Dataset entries

Content starts

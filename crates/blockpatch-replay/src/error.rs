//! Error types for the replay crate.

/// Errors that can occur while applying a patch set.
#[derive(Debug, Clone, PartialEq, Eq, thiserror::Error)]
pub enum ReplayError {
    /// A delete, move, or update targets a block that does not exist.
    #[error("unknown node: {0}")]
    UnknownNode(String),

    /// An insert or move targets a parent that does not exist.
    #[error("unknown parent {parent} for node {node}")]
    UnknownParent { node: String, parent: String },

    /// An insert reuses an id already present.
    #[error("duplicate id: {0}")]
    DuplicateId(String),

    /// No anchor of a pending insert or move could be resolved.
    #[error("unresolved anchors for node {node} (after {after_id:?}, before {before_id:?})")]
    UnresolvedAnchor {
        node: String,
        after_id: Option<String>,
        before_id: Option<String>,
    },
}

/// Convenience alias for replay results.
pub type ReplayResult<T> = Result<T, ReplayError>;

Content ends
Content starts

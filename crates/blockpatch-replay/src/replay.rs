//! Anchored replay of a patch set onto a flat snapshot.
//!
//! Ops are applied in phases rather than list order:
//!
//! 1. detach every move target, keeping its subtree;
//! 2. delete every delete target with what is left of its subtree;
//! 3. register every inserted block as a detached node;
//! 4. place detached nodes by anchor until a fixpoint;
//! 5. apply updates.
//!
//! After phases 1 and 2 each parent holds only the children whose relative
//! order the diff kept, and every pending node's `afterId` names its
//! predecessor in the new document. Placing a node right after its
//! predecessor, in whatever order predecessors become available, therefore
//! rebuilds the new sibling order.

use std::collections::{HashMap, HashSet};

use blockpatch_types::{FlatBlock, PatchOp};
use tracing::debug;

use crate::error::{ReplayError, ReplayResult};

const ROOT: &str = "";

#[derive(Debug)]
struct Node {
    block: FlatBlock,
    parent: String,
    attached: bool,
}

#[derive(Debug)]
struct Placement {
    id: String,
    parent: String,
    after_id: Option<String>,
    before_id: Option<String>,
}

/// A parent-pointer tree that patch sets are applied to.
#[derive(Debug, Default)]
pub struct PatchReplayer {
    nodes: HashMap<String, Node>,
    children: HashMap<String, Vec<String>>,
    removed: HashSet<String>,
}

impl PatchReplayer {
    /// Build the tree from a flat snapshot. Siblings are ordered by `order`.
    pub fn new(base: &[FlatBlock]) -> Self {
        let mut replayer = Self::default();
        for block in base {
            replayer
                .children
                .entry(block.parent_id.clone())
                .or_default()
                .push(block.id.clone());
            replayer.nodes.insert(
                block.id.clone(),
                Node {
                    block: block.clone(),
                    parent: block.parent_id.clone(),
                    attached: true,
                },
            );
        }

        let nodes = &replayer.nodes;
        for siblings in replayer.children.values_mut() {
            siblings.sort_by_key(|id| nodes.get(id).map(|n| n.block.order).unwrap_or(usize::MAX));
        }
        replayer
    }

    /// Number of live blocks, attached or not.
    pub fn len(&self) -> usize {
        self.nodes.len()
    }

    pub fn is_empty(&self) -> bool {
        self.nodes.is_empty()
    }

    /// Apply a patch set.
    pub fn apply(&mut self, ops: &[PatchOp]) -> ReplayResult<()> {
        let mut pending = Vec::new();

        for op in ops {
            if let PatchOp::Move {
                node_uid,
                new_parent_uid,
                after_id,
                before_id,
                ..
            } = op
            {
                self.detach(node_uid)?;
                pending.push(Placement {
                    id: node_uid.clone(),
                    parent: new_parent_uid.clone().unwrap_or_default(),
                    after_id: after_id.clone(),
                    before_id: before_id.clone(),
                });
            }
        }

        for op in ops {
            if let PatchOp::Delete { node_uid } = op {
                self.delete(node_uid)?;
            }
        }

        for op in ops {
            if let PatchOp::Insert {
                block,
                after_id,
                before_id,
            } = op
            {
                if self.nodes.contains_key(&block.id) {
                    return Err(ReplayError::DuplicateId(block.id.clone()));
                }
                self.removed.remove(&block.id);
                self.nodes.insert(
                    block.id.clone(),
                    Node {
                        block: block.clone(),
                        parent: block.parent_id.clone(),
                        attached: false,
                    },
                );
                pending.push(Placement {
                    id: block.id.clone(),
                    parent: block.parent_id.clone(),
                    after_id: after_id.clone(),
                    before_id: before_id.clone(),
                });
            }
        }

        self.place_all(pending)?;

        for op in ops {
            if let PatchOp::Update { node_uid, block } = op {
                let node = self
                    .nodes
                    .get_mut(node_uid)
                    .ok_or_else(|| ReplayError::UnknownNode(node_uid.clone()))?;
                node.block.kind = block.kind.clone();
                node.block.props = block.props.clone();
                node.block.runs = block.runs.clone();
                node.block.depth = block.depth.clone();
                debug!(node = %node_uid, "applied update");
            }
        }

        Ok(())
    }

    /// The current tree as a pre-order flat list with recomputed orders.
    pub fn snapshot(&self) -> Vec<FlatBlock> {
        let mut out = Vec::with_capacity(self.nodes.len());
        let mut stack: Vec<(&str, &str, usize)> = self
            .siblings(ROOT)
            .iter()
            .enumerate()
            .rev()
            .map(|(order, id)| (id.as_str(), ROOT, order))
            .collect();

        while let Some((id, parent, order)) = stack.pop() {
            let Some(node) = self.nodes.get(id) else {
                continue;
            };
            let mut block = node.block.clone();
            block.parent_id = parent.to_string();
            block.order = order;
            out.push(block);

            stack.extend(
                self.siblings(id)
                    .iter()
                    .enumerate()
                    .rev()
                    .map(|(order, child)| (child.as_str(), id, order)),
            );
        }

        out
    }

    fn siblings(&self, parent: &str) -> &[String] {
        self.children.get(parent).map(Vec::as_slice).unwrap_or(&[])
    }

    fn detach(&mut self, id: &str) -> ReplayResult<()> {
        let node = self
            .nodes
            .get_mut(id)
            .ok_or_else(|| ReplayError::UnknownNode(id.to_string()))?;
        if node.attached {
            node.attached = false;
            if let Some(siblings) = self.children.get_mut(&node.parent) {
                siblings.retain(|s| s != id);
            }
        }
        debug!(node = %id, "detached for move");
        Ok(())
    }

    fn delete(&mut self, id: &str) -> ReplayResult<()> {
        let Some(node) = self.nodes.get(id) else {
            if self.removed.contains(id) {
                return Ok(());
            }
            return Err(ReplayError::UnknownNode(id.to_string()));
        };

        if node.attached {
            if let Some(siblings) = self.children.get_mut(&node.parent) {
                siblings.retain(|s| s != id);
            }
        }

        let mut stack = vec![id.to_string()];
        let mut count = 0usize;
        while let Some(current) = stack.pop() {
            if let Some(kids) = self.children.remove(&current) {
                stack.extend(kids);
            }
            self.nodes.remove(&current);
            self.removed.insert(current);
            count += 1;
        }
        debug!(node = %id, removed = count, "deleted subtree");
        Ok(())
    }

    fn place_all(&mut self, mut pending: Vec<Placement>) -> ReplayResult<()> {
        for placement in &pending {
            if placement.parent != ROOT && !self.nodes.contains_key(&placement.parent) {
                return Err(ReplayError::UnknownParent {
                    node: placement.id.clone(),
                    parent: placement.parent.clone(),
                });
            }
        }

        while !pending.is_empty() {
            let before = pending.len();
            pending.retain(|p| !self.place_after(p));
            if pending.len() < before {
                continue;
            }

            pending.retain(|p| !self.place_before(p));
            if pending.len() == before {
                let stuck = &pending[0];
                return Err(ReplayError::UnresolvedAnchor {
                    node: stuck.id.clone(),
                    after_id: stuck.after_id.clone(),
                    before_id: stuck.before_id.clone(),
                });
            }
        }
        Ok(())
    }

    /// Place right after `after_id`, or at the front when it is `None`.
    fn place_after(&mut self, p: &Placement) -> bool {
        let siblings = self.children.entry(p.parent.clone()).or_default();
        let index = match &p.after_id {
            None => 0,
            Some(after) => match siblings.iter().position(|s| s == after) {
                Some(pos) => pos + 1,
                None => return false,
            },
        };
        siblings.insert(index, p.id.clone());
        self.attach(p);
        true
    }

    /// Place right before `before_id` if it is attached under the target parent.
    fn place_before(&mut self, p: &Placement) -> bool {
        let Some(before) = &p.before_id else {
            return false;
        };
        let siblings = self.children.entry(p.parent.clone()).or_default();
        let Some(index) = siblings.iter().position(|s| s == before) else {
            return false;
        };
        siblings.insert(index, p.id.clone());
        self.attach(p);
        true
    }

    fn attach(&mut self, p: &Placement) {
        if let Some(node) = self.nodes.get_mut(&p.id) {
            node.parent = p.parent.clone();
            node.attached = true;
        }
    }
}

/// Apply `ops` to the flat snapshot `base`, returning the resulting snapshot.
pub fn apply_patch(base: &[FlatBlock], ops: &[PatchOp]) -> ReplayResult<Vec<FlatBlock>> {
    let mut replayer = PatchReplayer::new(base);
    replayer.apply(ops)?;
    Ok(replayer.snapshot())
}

Content ends
Content starts

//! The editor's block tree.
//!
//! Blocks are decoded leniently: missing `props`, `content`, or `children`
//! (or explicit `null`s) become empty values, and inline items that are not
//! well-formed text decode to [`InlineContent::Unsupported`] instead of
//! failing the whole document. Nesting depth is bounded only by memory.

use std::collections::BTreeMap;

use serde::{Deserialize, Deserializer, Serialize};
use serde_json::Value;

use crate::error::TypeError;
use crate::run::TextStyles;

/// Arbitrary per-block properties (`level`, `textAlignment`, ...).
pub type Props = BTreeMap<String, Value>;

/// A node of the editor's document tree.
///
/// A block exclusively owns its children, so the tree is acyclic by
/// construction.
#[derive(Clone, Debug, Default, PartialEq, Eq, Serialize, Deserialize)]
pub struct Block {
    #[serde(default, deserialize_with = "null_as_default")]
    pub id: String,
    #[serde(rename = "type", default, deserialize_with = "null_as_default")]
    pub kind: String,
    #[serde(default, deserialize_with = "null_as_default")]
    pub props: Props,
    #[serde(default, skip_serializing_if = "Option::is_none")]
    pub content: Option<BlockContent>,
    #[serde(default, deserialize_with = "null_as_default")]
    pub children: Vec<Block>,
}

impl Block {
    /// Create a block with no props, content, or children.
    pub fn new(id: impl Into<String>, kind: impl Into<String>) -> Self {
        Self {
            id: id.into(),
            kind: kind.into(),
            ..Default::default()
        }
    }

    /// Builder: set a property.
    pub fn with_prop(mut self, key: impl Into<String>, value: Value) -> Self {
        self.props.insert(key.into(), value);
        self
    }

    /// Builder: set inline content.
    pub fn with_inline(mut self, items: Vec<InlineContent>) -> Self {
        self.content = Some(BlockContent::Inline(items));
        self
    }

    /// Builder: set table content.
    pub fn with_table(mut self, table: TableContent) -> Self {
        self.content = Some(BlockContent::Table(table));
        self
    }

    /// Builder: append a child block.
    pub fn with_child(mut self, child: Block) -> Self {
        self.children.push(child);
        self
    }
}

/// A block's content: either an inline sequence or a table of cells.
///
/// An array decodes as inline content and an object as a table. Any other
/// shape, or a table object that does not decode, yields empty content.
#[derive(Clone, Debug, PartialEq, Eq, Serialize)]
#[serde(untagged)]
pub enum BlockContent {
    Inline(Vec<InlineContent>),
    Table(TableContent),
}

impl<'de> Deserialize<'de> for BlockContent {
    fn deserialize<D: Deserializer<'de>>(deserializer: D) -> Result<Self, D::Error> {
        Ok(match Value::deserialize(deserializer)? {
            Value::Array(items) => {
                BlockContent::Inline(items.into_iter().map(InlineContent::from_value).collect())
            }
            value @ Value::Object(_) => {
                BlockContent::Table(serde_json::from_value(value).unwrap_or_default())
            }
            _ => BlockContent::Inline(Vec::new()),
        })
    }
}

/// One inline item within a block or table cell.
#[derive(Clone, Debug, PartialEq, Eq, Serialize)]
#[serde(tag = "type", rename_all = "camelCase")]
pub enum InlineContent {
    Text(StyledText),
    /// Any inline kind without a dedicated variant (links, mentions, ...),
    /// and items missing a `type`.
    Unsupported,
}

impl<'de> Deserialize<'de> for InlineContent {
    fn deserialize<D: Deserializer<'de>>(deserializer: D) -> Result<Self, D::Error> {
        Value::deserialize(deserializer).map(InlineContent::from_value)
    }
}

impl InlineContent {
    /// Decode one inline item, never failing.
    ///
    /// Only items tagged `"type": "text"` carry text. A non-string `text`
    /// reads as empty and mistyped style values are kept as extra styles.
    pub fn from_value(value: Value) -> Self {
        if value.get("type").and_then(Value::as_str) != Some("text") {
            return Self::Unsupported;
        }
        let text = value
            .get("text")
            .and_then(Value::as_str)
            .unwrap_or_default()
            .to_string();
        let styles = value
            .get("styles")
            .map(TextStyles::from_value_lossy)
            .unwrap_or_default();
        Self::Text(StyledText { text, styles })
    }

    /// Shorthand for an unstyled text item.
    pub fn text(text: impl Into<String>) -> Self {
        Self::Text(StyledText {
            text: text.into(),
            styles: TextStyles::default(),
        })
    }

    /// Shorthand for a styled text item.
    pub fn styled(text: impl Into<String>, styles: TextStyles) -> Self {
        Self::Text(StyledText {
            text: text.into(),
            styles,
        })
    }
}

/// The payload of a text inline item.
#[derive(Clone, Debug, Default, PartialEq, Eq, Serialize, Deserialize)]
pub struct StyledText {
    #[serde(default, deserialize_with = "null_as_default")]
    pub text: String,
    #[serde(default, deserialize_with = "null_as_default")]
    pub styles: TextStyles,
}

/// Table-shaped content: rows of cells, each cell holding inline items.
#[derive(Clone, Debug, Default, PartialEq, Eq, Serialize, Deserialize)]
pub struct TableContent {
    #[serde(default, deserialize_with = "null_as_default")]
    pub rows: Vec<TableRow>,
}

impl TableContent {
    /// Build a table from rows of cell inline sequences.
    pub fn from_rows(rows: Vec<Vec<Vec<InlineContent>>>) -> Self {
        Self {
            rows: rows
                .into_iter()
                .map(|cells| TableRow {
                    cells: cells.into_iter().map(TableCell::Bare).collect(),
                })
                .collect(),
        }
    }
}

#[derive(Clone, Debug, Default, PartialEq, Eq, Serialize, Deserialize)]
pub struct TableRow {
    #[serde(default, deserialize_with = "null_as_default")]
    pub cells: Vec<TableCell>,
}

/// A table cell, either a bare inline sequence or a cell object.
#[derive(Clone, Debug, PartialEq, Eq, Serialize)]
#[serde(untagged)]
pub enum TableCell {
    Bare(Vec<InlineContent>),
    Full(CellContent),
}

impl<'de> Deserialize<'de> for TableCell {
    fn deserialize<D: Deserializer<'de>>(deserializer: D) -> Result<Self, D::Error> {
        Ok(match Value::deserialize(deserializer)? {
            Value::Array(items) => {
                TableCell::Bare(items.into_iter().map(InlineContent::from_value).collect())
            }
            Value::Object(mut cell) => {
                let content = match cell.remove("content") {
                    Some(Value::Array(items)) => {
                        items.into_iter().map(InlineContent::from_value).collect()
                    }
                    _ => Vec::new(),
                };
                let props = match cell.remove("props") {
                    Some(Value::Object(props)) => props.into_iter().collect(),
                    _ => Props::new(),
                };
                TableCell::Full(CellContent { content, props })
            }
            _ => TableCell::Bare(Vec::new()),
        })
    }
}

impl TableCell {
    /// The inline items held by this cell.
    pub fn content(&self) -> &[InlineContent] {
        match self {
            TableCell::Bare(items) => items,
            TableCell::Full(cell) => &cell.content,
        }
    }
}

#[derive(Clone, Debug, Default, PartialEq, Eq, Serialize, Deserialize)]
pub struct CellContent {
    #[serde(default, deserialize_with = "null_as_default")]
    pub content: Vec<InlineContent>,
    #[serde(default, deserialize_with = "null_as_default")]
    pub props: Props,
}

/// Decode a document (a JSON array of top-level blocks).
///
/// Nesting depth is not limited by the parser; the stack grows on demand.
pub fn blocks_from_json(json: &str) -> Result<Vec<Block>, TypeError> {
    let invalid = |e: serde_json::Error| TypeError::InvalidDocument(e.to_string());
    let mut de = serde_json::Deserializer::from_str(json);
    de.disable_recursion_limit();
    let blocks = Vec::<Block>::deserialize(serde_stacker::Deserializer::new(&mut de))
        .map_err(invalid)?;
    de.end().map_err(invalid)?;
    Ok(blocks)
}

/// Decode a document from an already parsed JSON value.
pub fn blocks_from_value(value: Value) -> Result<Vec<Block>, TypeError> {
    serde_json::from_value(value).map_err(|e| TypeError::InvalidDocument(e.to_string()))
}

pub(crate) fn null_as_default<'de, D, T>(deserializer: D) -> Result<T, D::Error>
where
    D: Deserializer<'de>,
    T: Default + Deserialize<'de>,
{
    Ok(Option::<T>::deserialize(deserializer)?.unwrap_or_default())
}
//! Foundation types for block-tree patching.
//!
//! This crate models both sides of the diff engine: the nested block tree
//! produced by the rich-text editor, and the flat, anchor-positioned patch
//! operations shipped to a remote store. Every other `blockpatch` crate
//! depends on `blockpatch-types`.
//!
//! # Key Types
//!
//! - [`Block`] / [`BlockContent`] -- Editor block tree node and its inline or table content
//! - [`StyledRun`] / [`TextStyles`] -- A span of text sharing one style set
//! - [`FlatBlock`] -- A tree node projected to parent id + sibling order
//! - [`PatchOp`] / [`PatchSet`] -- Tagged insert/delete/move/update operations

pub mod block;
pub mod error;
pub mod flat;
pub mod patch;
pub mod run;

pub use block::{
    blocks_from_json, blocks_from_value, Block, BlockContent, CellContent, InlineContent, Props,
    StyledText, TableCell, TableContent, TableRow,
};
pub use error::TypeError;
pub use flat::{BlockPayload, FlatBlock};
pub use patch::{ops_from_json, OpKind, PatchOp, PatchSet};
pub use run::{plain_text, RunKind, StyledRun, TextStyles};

Content ends

- To do
The answer should consist of all lines from the records above that hold the word "InvalidDocument".

- The answer
    let invalid = |e: serde_json::Error| TypeError::InvalidDocument(e.to_string());
    serde_json::from_value(value).map_err(|e| TypeError::InvalidDocument(e.to_string()))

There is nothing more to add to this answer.